Berge

Cerro Aconcagua Höchster Berg in Argentinien: Der Aconcagua in der Provinz Mendoza

Auf dem argentinischen Staatsgebiete befinden sich zahlreiche Berge, deren Gipfel über 6.000 m über dem Meeresspiegel liegen. Der höchste Berg Argentiniens ist mit knapp 7 Kilometern Höhe der Aconcagua in der Provinz Mendoza.

Der schneebedeckte Gipfel des Aconcagua ist mit 6.962 Metern über den Meeresspiegel zugleich der höchste Berg des südamerikanischen Kontinents und die höchste Erhebung außerhalb Asiens.

Der nächstgrößte Berg ist der Ojos del Salado. Der 6.893 Meter hohe Gifpel liegt wie der Aconcagua ebenfalls in den Anden. Der Ojos del Salado ist übrigens auch der höchste Vulkan der Erde. Seine vulkanische Aktivität hat der Berg jedoch bereits eingestellt.
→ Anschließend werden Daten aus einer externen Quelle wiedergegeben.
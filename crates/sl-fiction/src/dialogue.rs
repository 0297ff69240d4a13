//! The dialogue engine.
//!
//! A conversation is a cursor moving over a character's node graph. Each
//! answer is one step: apply the choice's effects, then either show the
//! next node and wait, or end. Nothing recurses, so a `goto` back to an
//! earlier node is just another edge.

use sl_core::{Character, CharacterId, DialogueGraph, Effect, NodeId};

use crate::error::CommandError;
use crate::interpreter::actions::look;
use crate::interpreter::context::{Context, Step};
use crate::render;
use crate::state::{Owner, Pending};

/// Inputs that leave a conversation.
pub const LEAVE_WORDS: &[&str] = &["0", "e", "exit", "leave", "bye"];

/// Start talking to the character `phrase` names.
pub(crate) fn talk(ctx: &mut Context<'_>, phrase: &str) -> Step<()> {
    let character = ctx.resolve_character(phrase)?;
    let graph = graph_of(character)?;
    let start = ctx
        .state
        .cursor(&character.id)
        .filter(|id| graph.contains(id))
        .cloned()
        .unwrap_or_else(|| graph.root.clone());
    tracing::debug!(character = %character.id, node = %start, "conversation started");
    enter(ctx, character, graph, &start)
}

/// Answer the choices of `node` with option `answer` (1-based).
///
/// Effects apply in a fixed order: requirements, flags, gifts, takings,
/// `goto`, leaving the scene, ending. Any refusal aborts the whole step.
/// A gift comes from the speaker, or enters play if it is not yet placed.
pub(crate) fn choose(
    ctx: &mut Context<'_>,
    character: &CharacterId,
    node: &NodeId,
    answer: usize,
) -> Step<()> {
    let character = ctx.character(character)?;
    let graph = graph_of(character)?;
    let node = graph.node(node).ok_or_else(|| {
        CommandError::BrokenWorld(format!("{} has no dialogue node \"{node}\"", character.id))
    })?;
    let choice = answer
        .checked_sub(1)
        .and_then(|i| node.choices.get(i))
        .ok_or_else(|| CommandError::InvalidChoice(answer.to_string()))?;

    let missing = choice.effects.iter().find_map(|effect| match effect {
        Effect::Requires(flag) if !ctx.state.has_flag(flag) => Some(flag),
        _ => None,
    });
    if let Some(flag) = missing {
        return Err(CommandError::Unavailable(flag.clone()).into());
    }
    for effect in &choice.effects {
        if let Effect::Sets(flag) = effect {
            ctx.state.set_flag(flag.clone());
        }
    }
    for effect in &choice.effects {
        if let Effect::Gives(item) = effect {
            let name = render::item_name(ctx.world, item);
            let handed_over = match ctx.state.items.owner(item) {
                None => true,
                Some(Owner::Character(holder)) => holder == &character.id,
                Some(_) => false,
            };
            if !handed_over {
                return Err(CommandError::NotHeld {
                    character: character.name.clone(),
                    item: name.to_string(),
                }
                .into());
            }
            ctx.state.items.place(item.clone(), Owner::Inventory);
            ctx.say(format!("Received: {name}."));
        }
    }
    for effect in &choice.effects {
        if let Effect::Takes(item) = effect {
            let name = render::item_name(ctx.world, item);
            if !ctx.state.has_item(item) {
                return Err(CommandError::LacksItem(name.to_string()).into());
            }
            ctx.state
                .items
                .place(item.clone(), Owner::Character(character.id.clone()));
            ctx.say(format!("Gave: {name}."));
        }
    }

    let mut next = choice.next.clone();
    if let Some(target) = choice.goto() {
        ctx.state
            .dialogue_cursors
            .insert(character.id.clone(), target.clone());
        next = Some(target.clone());
    }

    if let Some(scene) = choice.leaves_to() {
        ctx.state.pending = None;
        ctx.state.current_scene = scene.clone();
        tracing::debug!(character = %character.id, %scene, "conversation left the scene");
        return look(ctx);
    }

    if choice.ends_dialogue() {
        if let Some(text) = next
            .as_ref()
            .and_then(|id| graph.node(id))
            .and_then(|n| render::node(character, n))
        {
            ctx.say(text);
        }
        end(ctx);
        return Ok(());
    }

    match next {
        Some(id) => enter(ctx, character, graph, &id),
        None => {
            end(ctx);
            Ok(())
        }
    }
}

/// Leave the conversation.
pub(crate) fn end(ctx: &mut Context<'_>) {
    ctx.state.pending = None;
    ctx.say("The conversation ends.");
}

/// Show `node` and wait for an answer, or end if it offers no choices.
fn enter(
    ctx: &mut Context<'_>,
    character: &Character,
    graph: &DialogueGraph,
    node: &NodeId,
) -> Step<()> {
    let shown = graph.node(node).ok_or_else(|| {
        CommandError::BrokenWorld(format!("{} has no dialogue node \"{node}\"", character.id))
    })?;
    if let Some(text) = render::node(character, shown) {
        ctx.say(text);
    }
    if shown.choices.is_empty() {
        end(ctx);
    } else {
        ctx.state.pending = Some(Pending::Dialogue {
            character: character.id.clone(),
            node: node.clone(),
        });
    }
    Ok(())
}

fn graph_of(character: &Character) -> Result<&DialogueGraph, CommandError> {
    character
        .dialogue
        .as_ref()
        .ok_or_else(|| CommandError::NoDialogue(character.name.clone()))
}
Die nächsthöchsten argentinischen Berggipfel sind der Monte Pissis (6.798 m), der Mercedario (6.770 m), der Bonete Chico (6.759 m) und der Tres Cruces (6.749 m). Die höchsten Berge liegen allesamt in den Anden, dem Gebirge, dass gleichzeitig die Grenzlinie zwischen Chile und Argentinien bildet.